(Listed records)

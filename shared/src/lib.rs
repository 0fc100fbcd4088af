//! Shared utilities and common types for the EcoPickup client
//!
//! This crate provides functionality used across all client crates:
//! - Configuration types and the layered configuration loader
//! - Language selection for user-facing messages
//! - Small validation helpers (OTP digits, secret masking)

pub mod config;
pub mod types;
pub mod utils;

// Re-export commonly used items at crate root
pub use config::{
    ApiConfig, AppConfig, ConfigError, Environment, LogFormat, LoggingConfig, OtpConfig,
    OtpEndpoints, SessionConfig, DEFAULT_VERIFY_SUCCESS_MESSAGE,
};
pub use types::Language;
pub use utils::validation;
//! Value objects exchanged with the backend.

pub mod otp_dispatch;

// Re-export commonly used types
pub use otp_dispatch::{DispatchKind, OtpDispatch, VerifyResponse};
//! Types describing the verification flow's progress

use chrono::{DateTime, Utc};
use serde::Serialize;
use uuid::Uuid;

use crate::domain::entities::otp_input::CODE_LENGTH;
use crate::domain::entities::resend_throttle::ThrottleState;

/// Lifecycle phase of a flow instance
#[derive(Debug, Clone, Copy, PartialEq, Eq, Serialize)]
#[serde(rename_all = "snake_case")]
pub enum FlowPhase {
    /// Constructed, initial dispatch not attempted yet
    Created,
    /// Initial dispatch attempted; user may type, resend and verify
    Started,
    /// Verification succeeded; terminal
    Verified,
    /// Torn down by the caller; terminal
    Disposed,
}

impl FlowPhase {
    pub fn is_terminal(&self) -> bool {
        matches!(self, FlowPhase::Verified | FlowPhase::Disposed)
    }
}

/// Successful end of a verification flow
#[derive(Debug, Clone, PartialEq)]
pub enum FlowOutcome {
    /// The server accepted the code; the caller moves to its success screen
    Verified {
        message: Option<String>,
        profile: Option<serde_json::Value>,
    },
}

/// Read-only view of a flow for rendering
#[derive(Debug, Clone, PartialEq, Serialize)]
pub struct FlowSnapshot {
    pub flow_id: Uuid,
    pub phase: FlowPhase,
    pub digits: [Option<char>; CODE_LENGTH],
    pub focused_index: usize,
    pub cooldown: u32,
    pub resend_budget: u32,
    pub throttle_state: ThrottleState,
    pub expires_at: Option<DateTime<Utc>>,
    pub next_resend_available: Option<DateTime<Utc>>,
    pub dispatching: bool,
    pub verifying: bool,
    /// Last user-visible message (success notice or error)
    pub last_notice: Option<String>,
}

impl FlowSnapshot {
    /// Whether the resend control should be enabled
    pub fn resend_enabled(&self) -> bool {
        self.phase == FlowPhase::Started
            && !self.dispatching
            && self.throttle_state == ThrottleState::Idle
    }

    /// Whether the verify control should be enabled
    pub fn verify_enabled(&self) -> bool {
        !self.phase.is_terminal()
            && !self.verifying
            && self.digits.iter().all(Option::is_some)
    }

    /// Seconds until the delivered code expires, clamped at zero
    pub fn seconds_until_expiry(&self, now: DateTime<Utc>) -> Option<i64> {
        self.expires_at
            .map(|expires_at| (expires_at - now).num_seconds().max(0))
    }
}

(End Listed records)

» **Task to carry out**:
Every line of the listing above that includes "commonly" should be copied out.

» **Solution**:
// Re-export commonly used items at crate root
// Re-export commonly used types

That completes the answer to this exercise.